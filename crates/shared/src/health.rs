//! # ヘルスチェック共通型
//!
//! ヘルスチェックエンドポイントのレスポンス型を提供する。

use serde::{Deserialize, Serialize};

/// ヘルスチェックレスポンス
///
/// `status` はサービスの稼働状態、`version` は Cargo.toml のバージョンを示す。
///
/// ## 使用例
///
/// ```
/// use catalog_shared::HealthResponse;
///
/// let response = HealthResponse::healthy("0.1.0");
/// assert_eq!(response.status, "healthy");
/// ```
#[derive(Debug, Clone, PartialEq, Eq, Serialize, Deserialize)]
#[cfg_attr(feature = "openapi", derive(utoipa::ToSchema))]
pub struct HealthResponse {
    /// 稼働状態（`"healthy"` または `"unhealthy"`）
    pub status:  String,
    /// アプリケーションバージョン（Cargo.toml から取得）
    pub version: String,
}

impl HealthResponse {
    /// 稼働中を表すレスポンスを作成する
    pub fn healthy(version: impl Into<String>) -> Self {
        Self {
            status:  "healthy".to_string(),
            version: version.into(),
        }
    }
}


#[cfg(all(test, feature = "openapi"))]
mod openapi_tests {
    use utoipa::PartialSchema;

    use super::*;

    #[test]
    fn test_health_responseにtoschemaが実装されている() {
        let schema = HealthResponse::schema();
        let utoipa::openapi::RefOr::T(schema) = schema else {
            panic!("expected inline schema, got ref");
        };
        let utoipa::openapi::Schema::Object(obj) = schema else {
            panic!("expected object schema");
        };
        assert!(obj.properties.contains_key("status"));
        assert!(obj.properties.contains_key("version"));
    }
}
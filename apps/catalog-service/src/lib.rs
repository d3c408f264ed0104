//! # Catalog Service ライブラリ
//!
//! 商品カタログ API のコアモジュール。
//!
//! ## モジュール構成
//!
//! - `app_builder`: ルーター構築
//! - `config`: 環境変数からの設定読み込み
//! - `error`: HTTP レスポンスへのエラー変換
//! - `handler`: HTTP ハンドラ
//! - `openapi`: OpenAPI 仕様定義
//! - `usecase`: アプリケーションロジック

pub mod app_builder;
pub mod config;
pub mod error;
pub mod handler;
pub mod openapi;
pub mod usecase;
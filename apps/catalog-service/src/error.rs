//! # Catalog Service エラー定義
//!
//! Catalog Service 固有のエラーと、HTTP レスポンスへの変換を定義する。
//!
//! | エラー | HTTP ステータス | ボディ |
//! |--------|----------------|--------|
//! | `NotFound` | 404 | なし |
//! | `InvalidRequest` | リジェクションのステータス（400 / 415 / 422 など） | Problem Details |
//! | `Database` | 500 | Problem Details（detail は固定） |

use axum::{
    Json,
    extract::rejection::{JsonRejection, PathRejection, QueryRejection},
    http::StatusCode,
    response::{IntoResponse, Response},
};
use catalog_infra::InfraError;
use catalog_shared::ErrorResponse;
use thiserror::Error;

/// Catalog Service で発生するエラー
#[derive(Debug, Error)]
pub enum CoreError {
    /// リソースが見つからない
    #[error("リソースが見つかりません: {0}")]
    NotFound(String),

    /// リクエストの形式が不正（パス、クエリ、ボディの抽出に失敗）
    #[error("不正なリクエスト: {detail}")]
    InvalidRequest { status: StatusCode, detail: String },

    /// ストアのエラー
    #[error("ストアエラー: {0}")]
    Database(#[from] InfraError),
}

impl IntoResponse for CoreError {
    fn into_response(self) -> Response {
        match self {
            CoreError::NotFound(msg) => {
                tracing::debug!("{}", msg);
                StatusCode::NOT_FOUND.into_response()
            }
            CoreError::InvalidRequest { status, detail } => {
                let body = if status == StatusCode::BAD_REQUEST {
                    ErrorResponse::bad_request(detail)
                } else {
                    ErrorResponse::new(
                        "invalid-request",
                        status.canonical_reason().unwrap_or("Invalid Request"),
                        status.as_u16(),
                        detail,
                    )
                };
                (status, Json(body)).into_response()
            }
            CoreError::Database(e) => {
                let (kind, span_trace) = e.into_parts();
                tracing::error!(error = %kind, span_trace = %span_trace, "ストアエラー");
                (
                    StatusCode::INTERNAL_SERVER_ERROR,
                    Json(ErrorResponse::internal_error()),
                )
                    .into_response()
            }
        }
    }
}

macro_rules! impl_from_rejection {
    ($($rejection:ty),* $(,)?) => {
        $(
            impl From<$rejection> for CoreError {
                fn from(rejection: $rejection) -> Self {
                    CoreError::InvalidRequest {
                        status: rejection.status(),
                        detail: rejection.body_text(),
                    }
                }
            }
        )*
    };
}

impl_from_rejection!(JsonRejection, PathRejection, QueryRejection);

• [WORK INSTRUCTIONS]: Your answer should consist of each line above in which "usecase" appears.

• [WRITTEN ANSWER]:
//! - `usecase`: アプリケーションロジック
pub mod usecase;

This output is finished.